Quick and Dirty Solutions

Before jumping into my solution, it’s worth going through various common approaches to this problem and the issues with each.

Sorting + SequenceEqual

One popular option is to leverage Enumerable.SequenceEqual by simply sorting the collections:

return @this.OrderBy(x => x).SequenceEqual(@that.OrderBy(x => x))

This one-liner is fine for many use-cases, but it is a poor generic solution. For one thing, it requires that the input elements be comparable, which is far from a given. It also makes it difficult for us to override the default IEqualityComparer: while SequenceEqual does have an overload that takes an IEqualityComparer, we’d also need a custom IComparer with the same equality semantics to pass to OrderBy. Finally, the sort calls mean that this method has an O(nlgn) runtime; we’ll see that other solutions can do better.

Except

Another quick one-liner is to use Except:

return @this.Except(that)
    .Concat(that.Except(@this))
    .Any();

The main issue with this approach is that Except is set-based. That means this method considers [1, 1, 1] and [1, 1] to be equal: it actually implements set equality, not collection equality. While this is a linear approach, it has a lot of unnecessary overhead. The double Except calls do a lot of redundant work, and as written this will potentially enumerate each of the inputs twice, which can be problematic for lazy sequences.

Counting Dictionary

A third common solution is to use a dictionary of item counts:

var dict = new Dictionary<T, int>();
foreach (var item in @this) 
{
    int existingCount;
    dict[item] = dict.TryGetValue(item, out existingCount) ? existingCount + 1 : 1;
}

foreach (var item in that)
{
    int existingCount;
    if (!dict.TryGetValue(item, out existingCount))
    {
        return false;
    }
    if (existingCount == 1) { dict.Remove(item); }
    else { dict[item] = exitingCount - 1; }
}

return dict.Count == 0;

While clunkier than the functional approaches, this implements the right semantics in linear time. For this reason, it will form the basis of our optimized solution. One odd caveat with the above code, though, is that .NET’s dictionary does not, allow null keys. A generic solution should support collections with null elements, so we’ll need to work around this limitation.

Improvements and Optimizations

The dictionary-based approach above returns in linear time. Since in the worst case we’ll have to examine every element in both collections to be sure that they are not equal, we can’t really hope to improve on this. Instead, we’ll be looking for ways to either (1) decrease the constant overhead factor or (2) optimize special cases that can be handled more quickly.

Fast Counting

One of the best ways to short-circuit a collection equality check is to start by comparing the collection counts and bail out immediately if they don’t match. We’ve defined out function to operate on IEnumerable as the most generic of the .NET collection interfaces.
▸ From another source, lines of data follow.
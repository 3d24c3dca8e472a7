//! Fixed 35-byte frame header, sanity checks and resynchronization
//!
//! Once a start marker has been read off the wire, the next 34 bytes are
//! expected to complete the header. Line noise can make that read start
//! at the wrong place; [`Anchor::locate`] then tries to re-anchor on each
//! start marker inside the bytes just read, earliest first, until one
//! completes to a sane header.

use std::fmt;

use byteorder::{ByteOrder, LittleEndian};

use crate::{
    constants::{HEADER_SIZE, MAX_SANE_PAYLOAD, STX, TIMESTAMP_LEN, TRAILER_SIZE, offsets},
    job::JobCode,
};

/// Bytes that follow the start marker in a header
pub const HEADER_REST: usize = HEADER_SIZE - 1;

/// A complete header, start marker included
#[derive(Clone, Copy, PartialEq, Eq)]
pub struct Header([u8; HEADER_SIZE]);

impl Header {
    /// Build a header from the bytes read after a start marker
    pub fn after_start(rest: &[u8; HEADER_REST]) -> Self {
        let mut raw = [0u8; HEADER_SIZE];
        raw[0] = STX;
        raw[1..].copy_from_slice(rest);
        Self(raw)
    }

    /// Build a header from raw bytes (must be exactly 35 bytes)
    pub fn from_slice(raw: &[u8]) -> Option<Self> {
        <[u8; HEADER_SIZE]>::try_from(raw).ok().map(Self)
    }

    /// Check header plausibility
    ///
    /// The timestamp must be 14 ASCII digits, the job code must be known
    /// and the declared payload length must not exceed 4096.
    pub fn is_sane(&self) -> bool {
        let ts = &self.0[offsets::TIMESTAMP..offsets::TIMESTAMP + TIMESTAMP_LEN];
        if !ts.iter().all(u8::is_ascii_digit) {
            return false;
        }
        if !JobCode::is_known(self.0[offsets::JOB]) {
            return false;
        }
        self.payload_len() <= MAX_SANE_PAYLOAD
    }

    /// Job code, if known
    pub fn job(&self) -> Option<JobCode> {
        JobCode::try_from(self.0[offsets::JOB]).ok()
    }

    /// Declared payload length
    pub fn payload_len(&self) -> usize {
        LittleEndian::read_u16(&self.0[offsets::PAYLOAD_LEN..offsets::PAYLOAD]) as usize
    }

    /// Bytes still to read after the header: payload, terminator, checksum
    pub fn remaining_len(&self) -> usize {
        self.payload_len() + TRAILER_SIZE
    }

    /// Raw header bytes
    pub fn as_bytes(&self) -> &[u8] {
        &self.0
    }
}

impl fmt::Debug for Header {
    fn fmt(&self, f: &mut fmt::Formatter<'_>) -> fmt::Result {
        write!(f, "Header({})", hex::encode(self.0))
    }
}

/// Outcome of anchoring a header after a start marker
#[derive(Debug, Clone, PartialEq, Eq)]
pub enum Anchor {
    /// The bytes form a sane header
    Sane(Header),

    /// Waiting on more bytes to try the next embedded start marker
    Resync(Resync),

    /// No usable header
    Lost,
}

impl Anchor {
    /// Anchor a header on the 34 bytes read after a start marker
    ///
    /// # Examples
    ///
    /// ```
    /// use tlpay_core::{Anchor, header::HEADER_REST};
    ///
    /// let rest = [0xFFu8; HEADER_REST];
    /// assert_eq!(Anchor::locate(&rest), Anchor::Lost);
    /// ```
    pub fn locate(rest: &[u8; HEADER_REST]) -> Self {
        let first = Header::after_start(rest);
        if first.is_sane() {
            return Self::Sane(first);
        }

        Resync::find(rest, 0, HEADER_REST).map_or(Self::Lost, Self::Resync)
    }
}

/// Header candidate starting at an embedded start marker
///
/// Candidates are only taken from the bytes of the first header read, and
/// never from its final byte.
#[derive(Debug, Clone, PartialEq, Eq)]
pub struct Resync {
    window: Vec<u8>,
    scanned: usize,
}

impl Resync {
    fn find(bytes: &[u8], from: usize, scanned: usize) -> Option<Self> {
        let end = scanned.saturating_sub(1);
        let idx = bytes.get(from..end)?.iter().position(|&b| b == STX)? + from;

        Some(Self {
            window: bytes[idx..].to_vec(),
            scanned: scanned - idx,
        })
    }

    /// Candidate bytes held so far, start marker first
    pub fn prefix(&self) -> &[u8] {
        &self.window
    }

    /// Bytes to read before the candidate can be checked
    pub fn missing(&self) -> usize {
        HEADER_SIZE.saturating_sub(self.window.len())
    }

    /// Check the candidate with `more` bytes appended
    ///
    /// Moves on to the next start marker when the candidate is not sane.
    pub fn advance(mut self, more: &[u8]) -> Anchor {
        self.window.extend_from_slice(more);

        let header = self
            .window
            .get(..HEADER_SIZE)
            .and_then(Header::from_slice)
            .filter(Header::is_sane);
        if let Some(header) = header {
            return Anchor::Sane(header);
        }

        Self::find(&self.window, 1, self.scanned).map_or(Anchor::Lost, Anchor::Resync)
    }
}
Thus, to take advantage of this optimization we’ll need to resort to casting:

private static bool TryFastCount<T>(IEnumerable<T> sequence, out int count)
{
    var collection = sequence as ICollection<T>;
    if (collection != null) { count = collection.Count; return true; }
    var readOnlyCollection = sequence as IReadOnlyCollection<T>;
    if (readOnlyCollection != null) { count = readOnlyCollection.Count; return true; }
    
    count = -1;
    return false;
}

// then in CollectionEquals
int thisCount, thatCount;
if (TryFastCount(@this, out thisCount)
    && TryFastCount(that, out thatCount)
    && thisCount != thatCount)
{
    return false;
}

While casting is always unsavory, this optimization can make a huge difference in performance because in many real cases we can expect that this will be called with non-lazy collections. Cast-free alternatives (such as defining an overload of CollectionEquals() that operates on ICollection) tend to equally or more verbose, and also fail to apply the optimization in cases where one of the arguments is a materialized collection at runtime but has a static type of IEnumerable. This is likely why a very similar cast strategy is also used by Enumerable.Count.
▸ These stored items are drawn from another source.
//! Request/response exchange with the terminal
//!
//! One [`Client::request_response`] call is one exchange:
//!
//! 1. Drain stale input, send the request, pause briefly.
//! 2. Wait `ack_wait` for ACK, NAK or a frame start; if nothing arrives,
//!    keep listening for `response_wait`. NAK resends, up to `max_retries`.
//! 3. After a frame start, read the header (re-anchoring on a later STX if
//!    the first read is misaligned), then payload and trailer.
//! 4. Event frames are read and dropped without ACK, and the client keeps
//!    listening in the follow-up window for the real reply.
//! 5. A good frame is ACKed. A frame with a bad trailer is salvaged and
//!    ACKed. Anything else is NAKed and the client waits for the resend.
//!
//! Every wait is bounded, so a silent terminal cannot hold a caller
//! forever.

use std::time::Duration;

use bytes::BytesMut;
use tokio::time::{Instant, sleep};
use tracing::{debug, info, trace, warn};

use tlpay_core::{
    Anchor, Frame, Header, JobCode,
    constants::{ACK, HEADER_SIZE, NAK, STX},
    header::HEADER_REST,
};
use tlpay_transport::{self as transport, Transport};

use crate::{
    config::ClientConfig,
    error::{Error, Result},
};

/// Control byte seen while waiting on the line
#[derive(Debug, Clone, Copy, PartialEq, Eq)]
enum Signal {
    Ack,
    Nak,
    Start,
}

impl Signal {
    fn from_byte(byte: u8) -> Option<Self> {
        match byte {
            ACK => Some(Self::Ack),
            NAK => Some(Self::Nak),
            STX => Some(Self::Start),
            _ => None,
        }
    }
}

/// Where the handshake left us
#[derive(Debug, Clone, Copy, PartialEq, Eq)]
enum Handshake {
    /// A frame start was consumed
    Reply,
    /// The terminal asked for the request again
    Resend,
}

/// One frame read after a start marker
#[derive(Debug)]
enum Received {
    Frame(Frame),
    Event,
    ParseFailed(String),
}

/// Protocol client over a transport
///
/// The client does not open or close the transport by itself; see
/// [`Gateway`](crate::Gateway) for the open/exchange/close cycle.
pub struct Client<T: Transport> {
    transport: T,
    config: ClientConfig,
}

impl<T: Transport> Client<T> {
    /// Create a client with the given configuration
    pub fn new(transport: T, config: ClientConfig) -> Self {
        Self { transport, config }
    }

    /// Active configuration
    pub fn config(&self) -> &ClientConfig {
        &self.config
    }

    /// Underlying transport
    pub fn transport(&self) -> &T {
        &self.transport
    }

    /// Open the transport
    pub async fn open(&mut self) -> Result<()> {
        debug!("Opening {}", self.transport.name());
        self.transport.open().await?;
        Ok(())
    }

    /// Close the transport
    pub async fn close(&mut self) -> Result<()> {
        debug!("Closing {}", self.transport.name());
        self.transport.close().await?;
        Ok(())
    }

    /// Check if the transport is open
    pub fn is_open(&self) -> bool {
        self.transport.is_open()
    }

    /// Send a request and return the terminal's matching reply
    ///
    /// Event frames are consumed along the way and never returned. The
    /// reply matches when its job code is the request's expected response,
    /// compared case-insensitively.
    ///
    /// # Errors
    ///
    /// - [`Error::RetryExhausted`] if the terminal keeps answering NAK
    /// - [`Error::HandshakeTimeout`] if the terminal stays silent
    /// - [`Error::ResponseTimeout`] if an ACK is not followed by a frame
    /// - [`Error::FollowUpExceeded`] if no matching reply arrives in the
    ///   follow-up window
    /// - [`Error::ResendTimeout`] if a rejected frame is never resent
    /// - [`Error::Transport`] on I/O failure
    pub async fn request_response(&mut self, request: &Frame) -> Result<Frame> {
        let encoded = request.encode()?;
        let expected = request.job.expected_response();
        let mut resends = 0u32;

        info!(job = %request.job, len = encoded.len(), "Sending request");

        loop {
            self.send(&encoded).await?;

            match self.handshake(expected).await? {
                Handshake::Reply => return self.receive_reply(expected).await,
                Handshake::Resend => {
                    if resends >= self.config.max_retries {
                        warn!(resends, "NAK with no retries left");
                        return Err(Error::RetryExhausted { retries: resends });
                    }
                    resends += 1;
                    warn!(attempt = resends, max = self.config.max_retries, "NAK received, resending");
                }
            }
        }
    }

    async fn send(&mut self, encoded: &[u8]) -> Result<()> {
        self.drain().await?;

        trace!("TX {}", hex::encode_upper(encoded));
        self.transport.write(encoded).await?;

        sleep(self.config.post_write_pause).await;
        Ok(())
    }

    // Discard leftovers of an earlier exchange so they are not taken as
    // the handshake.
    async fn drain(&mut self) -> Result<()> {
        let deadline = Instant::now() + self.config.drain_window;
        let mut drained = Vec::new();

        loop {
            let remaining = deadline.saturating_duration_since(Instant::now());
            if remaining.is_zero() {
                break;
            }
            match self.transport.read_byte(remaining.min(self.config.poll_slice)).await? {
                Some(byte) => drained.push(byte),
                None => break,
            }
        }

        if !drained.is_empty() {
            debug!(count = drained.len(), bytes = %hex::encode_upper(&drained), "Drained stale input");
        }
        Ok(())
    }

    async fn send_control(&mut self, byte: u8) -> Result<()> {
        debug!("TX {}", if byte == ACK { "ACK" } else { "NAK" });
        self.transport.write(&[byte]).await?;
        Ok(())
    }

    async fn handshake(&mut self, expected: JobCode) -> Result<Handshake> {
        let ack_wait = self.config.ack_wait;
        let response_wait = self.config.response_wait;

        let signal = match self.wait_signal(ack_wait).await? {
            Some(signal) => signal,
            None => {
                debug!(?ack_wait, "No handshake yet, waiting for a late one");
                self.wait_signal(response_wait)
                    .await?
                    .ok_or(Error::HandshakeTimeout { waited: ack_wait + response_wait })?
            }
        };

        match signal {
            Signal::Start => {
                debug!("Frame start without ACK");
                Ok(Handshake::Reply)
            }
            Signal::Nak => Ok(Handshake::Resend),
            Signal::Ack => {
                debug!("ACK received");
                self.await_start_after_ack(expected).await
            }
        }
    }

    // Bounded by the response tier, not the follow-up window.
    async fn await_start_after_ack(&mut self, expected: JobCode) -> Result<Handshake> {
        let waited = self.config.response_wait;
        let deadline = Instant::now() + waited;

        loop {
            let remaining = deadline.saturating_duration_since(Instant::now());
            match self.wait_signal(remaining).await? {
                Some(Signal::Start) => return Ok(Handshake::Reply),
                Some(Signal::Nak) => return Ok(Handshake::Resend),
                Some(Signal::Ack) => trace!("Duplicate ACK"),
                None => return Err(Error::ResponseTimeout { waited, expected }),
            }
        }
    }

    /// Poll single bytes until a control byte shows up or `wait` elapses
    async fn wait_signal(&mut self, wait: Duration) -> Result<Option<Signal>> {
        let deadline = Instant::now() + wait;

        loop {
            let remaining = deadline.saturating_duration_since(Instant::now());
            if remaining.is_zero() {
                return Ok(None);
            }

            let slice = remaining.min(self.config.poll_slice);
            if let Some(byte) = self.transport.read_byte(slice).await? {
                match Signal::from_byte(byte) {
                    Some(signal) => return Ok(Some(signal)),
                    None => trace!("Skipping stray byte {:02X}", byte),
                }
            }
        }
    }

    /// Wait for a frame start, ignoring ACK/NAK
    async fn wait_start(&mut self, wait: Duration) -> Result<bool> {
        let deadline = Instant::now() + wait;

        loop {
            let remaining = deadline.saturating_duration_since(Instant::now());
            match self.wait_signal(remaining).await? {
                Some(Signal::Start) => return Ok(true),
                Some(signal) => trace!(?signal, "Ignoring control byte while waiting for a frame"),
                None => return Ok(false),
            }
        }
    }

    async fn receive_reply(&mut self, expected: JobCode) -> Result<Frame> {
        match self.read_after_start().await? {
            Received::Frame(frame) if expected.matches(frame.job) => Ok(frame),
            Received::Frame(frame) => {
                warn!(%expected, actual = %frame.job, "Unexpected reply, waiting for follow-up");
                self.follow_up(expected).await
            }
            Received::Event => self.follow_up(expected).await,
            Received::ParseFailed(reason) => {
                warn!(%reason, "Reply unreadable, waiting for resend");
                self.await_resend(expected).await
            }
        }
    }

    async fn await_resend(&mut self, expected: JobCode) -> Result<Frame> {
        let deadline = Instant::now() + self.config.response_wait;

        loop {
            let remaining = deadline.saturating_duration_since(Instant::now());
            match self.next_received(remaining).await? {
                Some(Received::Frame(frame)) if expected.matches(frame.job) => return Ok(frame),
                Some(Received::Frame(frame)) => {
                    warn!(%expected, actual = %frame.job, "Unexpected job after resend");
                    return self.follow_up(expected).await;
                }
                Some(Received::Event) => return self.follow_up(expected).await,
                Some(Received::ParseFailed(reason)) => warn!(%reason, "Resent frame unreadable"),
                None => return Err(Error::ResendTimeout { expected }),
            }
        }
    }

    async fn follow_up(&mut self, expected: JobCode) -> Result<Frame> {
        let window = self.config.follow_up_window;
        let deadline = Instant::now() + window;

        info!(%expected, ?window, "Waiting for follow-up reply");

        loop {
            let remaining = deadline.saturating_duration_since(Instant::now());
            if remaining.is_zero() {
                return Err(Error::FollowUpExceeded { window, expected });
            }

            match self.next_received(remaining.min(self.config.response_wait)).await? {
                Some(Received::Frame(frame)) if expected.matches(frame.job) => return Ok(frame),
                Some(Received::Frame(frame)) => {
                    warn!(%expected, actual = %frame.job, "Ignoring unexpected job")
                }
                Some(Received::Event) => debug!("Event during follow-up"),
                Some(Received::ParseFailed(reason)) => warn!(%reason, "Unreadable frame during follow-up"),
                None => trace!("No frame yet"),
            }
        }
    }

    async fn next_received(&mut self, wait: Duration) -> Result<Option<Received>> {
        if !self.wait_start(wait).await? {
            return Ok(None);
        }
        self.read_after_start().await.map(Some)
    }

    /// Read one frame, the start marker already consumed
    async fn read_after_start(&mut self) -> Result<Received> {
        let Some(header) = self.read_header().await? else {
            return Ok(Received::ParseFailed("header unrecoverable".to_string()));
        };

        if header.job().is_some_and(|job| job.is_event()) {
            self.skip_event(&header).await?;
            return Ok(Received::Event);
        }

        self.read_body(header).await
    }

    async fn read_header(&mut self) -> Result<Option<Header>> {
        let Some(raw) = self.read_or_timeout(HEADER_REST).await? else {
            return Ok(None);
        };
        let Ok(rest) = <[u8; HEADER_REST]>::try_from(&raw[..]) else {
            return Ok(None);
        };

        let mut anchor = Anchor::locate(&rest);
        loop {
            match anchor {
                Anchor::Sane(header) => return Ok(Some(header)),
                Anchor::Resync(resync) => {
                    let missing = resync.missing();
                    warn!(missing, "Header misaligned, resynchronizing on a later STX");
                    let Some(more) = self.read_or_timeout(missing).await? else {
                        return Ok(None);
                    };
                    anchor = resync.advance(&more);
                }
                Anchor::Lost => {
                    warn!(raw = %hex::encode_upper(rest), "Header invalid, nothing to resync on");
                    return Ok(None);
                }
            }
        }
    }

    async fn skip_event(&mut self, header: &Header) -> Result<()> {
        info!(len = header.payload_len(), "Event frame, dropping without ACK");

        if self.read_or_timeout(header.remaining_len()).await?.is_none() {
            warn!("Event frame cut short");
        }
        Ok(())
    }

    async fn read_body(&mut self, header: Header) -> Result<Received> {
        let Some(tail) = self.read_or_timeout(header.remaining_len()).await? else {
            self.send_control(NAK).await?;
            return Ok(Received::ParseFailed("body cut short".to_string()));
        };

        let mut raw = BytesMut::with_capacity(HEADER_SIZE + tail.len());
        raw.extend_from_slice(header.as_bytes());
        raw.extend_from_slice(&tail);

        trace!("RX {}", hex::encode_upper(&raw));

        let frame = match Frame::decode(&raw) {
            Ok(frame) => frame,
            Err(e) if e.is_trailer_error() => match Frame::decode_lenient(&raw) {
                Ok(frame) => {
                    warn!(error = %e, "Bad trailer, keeping frame");
                    frame
                }
                Err(e) => return self.reject(e).await,
            },
            Err(e) => return self.reject(e).await,
        };

        self.send_control(ACK).await?;
        info!(
            job = %frame.job,
            response_code = frame.response_code,
            len = frame.payload.len(),
            "Frame received"
        );
        Ok(Received::Frame(frame))
    }

    async fn reject(&mut self, error: tlpay_core::Error) -> Result<Received> {
        warn!(%error, "Frame rejected");
        self.send_control(NAK).await?;
        Ok(Received::ParseFailed(error.to_string()))
    }

    /// Read exactly `len` bytes; a timeout is `None`, other failures are errors
    async fn read_or_timeout(&mut self, len: usize) -> Result<Option<BytesMut>> {
        match self.transport.read_exact(len, self.config.response_wait).await {
            Ok(buf) => Ok(Some(buf)),
            Err(transport::Error::ReadTimeout { expected, received }) => {
                warn!(expected, received, "Short read");
                Ok(None)
            }
            Err(e) => Err(e.into()),
        }
    }
}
Choosing the Build and Probe Sides

In the dictionary-based comparison approach, the two arguments play different roles. As in a hash join in a relational database, one of the collections is used to build the dictionary of element counts, while the other is used to probe the dictionary, checking for matches. Previously, we arbitrarily chose the first collection to be the build side. Can we be smarter about this? Does it even matter?

First, note that, if the collections end up being equal, then the choice is irrelevant because we’ll do the same operations either way. However, when the collections are unequal then this choice can impact performance. As an example, imagine we’re comparing the collections [1] and [1 .. 1000000]. If we pick the singleton collection as the build side, we create a dictionary of size one, and only have to enumerate two elements of the big collection to discover that the two are unequal. If, on the other hand, we use the singleton as the probe side, then we waste a lot of time building a dictionary of size 1000000 before returning.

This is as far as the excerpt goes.